[[ RECORDS SHOWN, beginning ]]

//! Record and content-item classification.
//!
//! Classification never fails: every record maps to exactly one
//! [`RecordKind`] and every content item to exactly one [`ItemKind`], with
//! explicit fallbacks for shapes nobody anticipated.

use clawtrail_core::event::{ContentItem, RawEvent, Role};
use serde_json::Value;

use crate::marker::{ForwardMarker, extract_forward_marker, has_inbound_envelope};

/// Families of tool calls that share a rendering rule.
#[derive(Debug, Clone, Copy, PartialEq, Eq)]
pub enum ToolKind {
    Read,
    Write,
    Edit,
    Shell,
    Search,
    Fetch,
    Message,
    Browser,
    Memory,
    Session,
    Generic,
}

impl ToolKind {
    /// Map a tool name to its family. Names are matched exactly except for
    /// session tools, which match on a case-insensitive substring.
    pub fn from_name(name: &str) -> Self {
        match name {
            "Read" => ToolKind::Read,
            "Write" => ToolKind::Write,
            "Edit" => ToolKind::Edit,
            "bash" | "exec" | "Bash" => ToolKind::Shell,
            "web_search" => ToolKind::Search,
            "web_fetch" => ToolKind::Fetch,
            "message" => ToolKind::Message,
            "browser" => ToolKind::Browser,
            "memory_search" | "memory_get" => ToolKind::Memory,
            _ if name.to_lowercase().contains("session") => ToolKind::Session,
            _ => ToolKind::Generic,
        }
    }

    /// Leading icon of every line rendered for this family.
    pub fn icon(self) -> &'static str {
        match self {
            ToolKind::Read => "📂",
            ToolKind::Write => "💾",
            ToolKind::Edit => "✏️",
            ToolKind::Shell => "⚡",
            ToolKind::Search => "🔎",
            ToolKind::Fetch => "🌐",
            ToolKind::Message => "💬",
            ToolKind::Browser => "🖥️",
            ToolKind::Memory => "🧠",
            ToolKind::Session => "📡",
            ToolKind::Generic => "🔧",
        }
    }
}

/// What a single content item is.
#[derive(Debug, Clone, PartialEq)]
pub enum ItemKind<'a> {
    Thinking(&'a str),
    ToolCall {
        kind: ToolKind,
        name: &'a str,
        arguments: &'a Value,
    },
    Text(&'a str),
    /// Text carrying an inbound-message envelope; the marker is present
    /// when both source tokens could be extracted.
    Reference(Option<ForwardMarker>),
    /// Empty or unrecognized item
    Empty,
}

/// Classify one content item.
pub fn classify_item(item: &ContentItem) -> ItemKind<'_> {
    match item {
        ContentItem::Thinking { thinking } if !thinking.is_empty() => ItemKind::Thinking(thinking),
        ContentItem::ToolCall { name, arguments } => ItemKind::ToolCall {
            kind: ToolKind::from_name(name),
            name,
            arguments,
        },
        ContentItem::Text { text } if !text.is_empty() => classify_text(text),
        _ => ItemKind::Empty,
    }
}

fn classify_text(text: &str) -> ItemKind<'_> {
    match extract_forward_marker(text) {
        Some(marker) => ItemKind::Reference(Some(marker)),
        None if has_inbound_envelope(text) => ItemKind::Reference(None),
        None => ItemKind::Text(text),
    }
}

/// Why a record produces no delivery.
#[derive(Debug, Clone, Copy, PartialEq, Eq)]
pub enum IgnoreReason {
    /// Role other than user, assistant, or toolResult
    UnhandledRole,
    /// A user record without a complete forwarding marker
    UserWithoutMarker,
    /// An assistant record whose content is not an item list
    NoContentItems,
}

impl std::fmt::Display for IgnoreReason {
    fn fmt(&self, f: &mut std::fmt::Formatter<'_>) -> std::fmt::Result {
        let reason = match self {
            IgnoreReason::UnhandledRole => "unhandled role",
            IgnoreReason::UserWithoutMarker => "user message without forwarding marker",
            IgnoreReason::NoContentItems => "assistant message without content items",
        };
        f.write_str(reason)
    }
}

/// What a whole record asks the stream processor to do.
#[derive(Debug, Clone, PartialEq)]
pub enum RecordKind<'a> {
    /// Mirror the referenced inbound message
    InboundForward(ForwardMarker),
    /// Render every item of one agent turn into a single post
    AssistantTurn(&'a [ContentItem]),
    /// Render a tool result
    ToolResult { text: String, is_error: bool },
    Ignored(IgnoreReason),
}

/// Classify one record.
pub fn classify_record(event: &RawEvent) -> RecordKind<'_> {
    match event.role {
        Role::User => event
            .content
            .texts()
            .into_iter()
            .find_map(extract_forward_marker)
            .map(RecordKind::InboundForward)
            .unwrap_or(RecordKind::Ignored(IgnoreReason::UserWithoutMarker)),
        Role::Assistant => match event.content.items() {
            [] => RecordKind::Ignored(IgnoreReason::NoContentItems),
            items => RecordKind::AssistantTurn(items),
        },
        Role::ToolResult => RecordKind::ToolResult {
            text: event.content.result_text(),
            is_error: event.is_error(),
        },
        Role::Other => RecordKind::Ignored(IgnoreReason::UnhandledRole),
    }
}

#[cfg(test)]
mod tests {
    use super::*;
    use serde_json::json;

    fn record(line: &str) -> RawEvent {
        RawEvent::from_line(line).unwrap()
    }

    #[test]
    fn tool_families() {
        assert_eq!(ToolKind::from_name("Read"), ToolKind::Read);
        assert_eq!(ToolKind::from_name("exec"), ToolKind::Shell);
        assert_eq!(ToolKind::from_name("Bash"), ToolKind::Shell);
        assert_eq!(ToolKind::from_name("memory_get"), ToolKind::Memory);
        assert_eq!(ToolKind::from_name("sessions_spawn"), ToolKind::Session);
        assert_eq!(ToolKind::from_name("ListSessions"), ToolKind::Session);
        assert_eq!(ToolKind::from_name("read"), ToolKind::Generic);
        assert_eq!(ToolKind::from_name("cron"), ToolKind::Generic);
    }

    #[test]
    fn empty_items_classify_as_empty() {
        let thinking = ContentItem::Thinking {
            thinking: String::new(),
        };
        let text = ContentItem::Text {
            text: String::new(),
        };
        assert_eq!(classify_item(&thinking), ItemKind::Empty);
        assert_eq!(classify_item(&text), ItemKind::Empty);
        assert_eq!(classify_item(&ContentItem::Unknown), ItemKind::Empty);
    }

    #[test]
    fn envelope_text_is_a_reference() {
        let with_marker = ContentItem::Text {
            text: "[Discord #ops channel id:1] bob: hi [message_id: 2]".into(),
        };
        let envelope_only = ContentItem::Text {
            text: "[Discord #ops] bob: hi".into(),
        };
        assert!(matches!(
            classify_item(&with_marker),
            ItemKind::Reference(Some(_))
        ));
        assert_eq!(classify_item(&envelope_only), ItemKind::Reference(None));
    }

    #[test]
    fn tool_call_keeps_arguments() {
        let item = ContentItem::ToolCall {
            name: "web_fetch".into(),
            arguments: json!({"url": "https://example.com/a"}),
        };
        match classify_item(&item) {
            ItemKind::ToolCall {
                kind, arguments, ..
            } => {
                assert_eq!(kind, ToolKind::Fetch);
                assert_eq!(arguments["url"], "https://example.com/a");
            }
            other => panic!("unexpected: {other:?}"),
        }
    }

    #[test]
    fn user_record_with_marker_is_a_forward() {
        let event = record(
            r#"{"message":{"role":"user","content":[
                {"type":"text","text":"no marker here"},
                {"type":"text","text":"[Discord channel id:42 ...] hi [message_id: 7]"}
            ]}}"#,
        );
        assert_eq!(
            classify_record(&event),
            RecordKind::InboundForward(ForwardMarker {
                channel_id: "42".into(),
                message_id: "7".into(),
            })
        );
    }

    #[test]
    fn user_record_with_half_marker_is_ignored() {
        let event = record(r#"{"message":{"role":"user","content":"channel id:42 only"}}"#);
        assert_eq!(
            classify_record(&event),
            RecordKind::Ignored(IgnoreReason::UserWithoutMarker)
        );
    }

    #[test]
    fn record_roles() {
        let turn = record(r#"{"message":{"role":"assistant","content":[{"type":"text","text":"x"}]}}"#);
        assert!(matches!(classify_record(&turn), RecordKind::AssistantTurn(items) if items.len() == 1));

        let bare = record(r#"{"message":{"role":"assistant","content":"just text"}}"#);
        assert_eq!(
            classify_record(&bare),
            RecordKind::Ignored(IgnoreReason::NoContentItems)
        );

        let result = record(r#"{"message":{"role":"toolResult","isError":true,"content":"boom"}}"#);
        assert_eq!(
            classify_record(&result),
            RecordKind::ToolResult {
                text: "boom".into(),
                is_error: true
            }
        );

        let system = record(r#"{"message":{"role":"system","content":"x"}}"#);
        assert_eq!(
            classify_record(&system),
            RecordKind::Ignored(IgnoreReason::UnhandledRole)
        );
    }
}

[[ RECORDS SHOWN, end ]]

# [WORK TO BE COMPLETED]
Your answer should be one number: how many lines above contain "UserWithoutMarker".

# [TASK RESULT]
4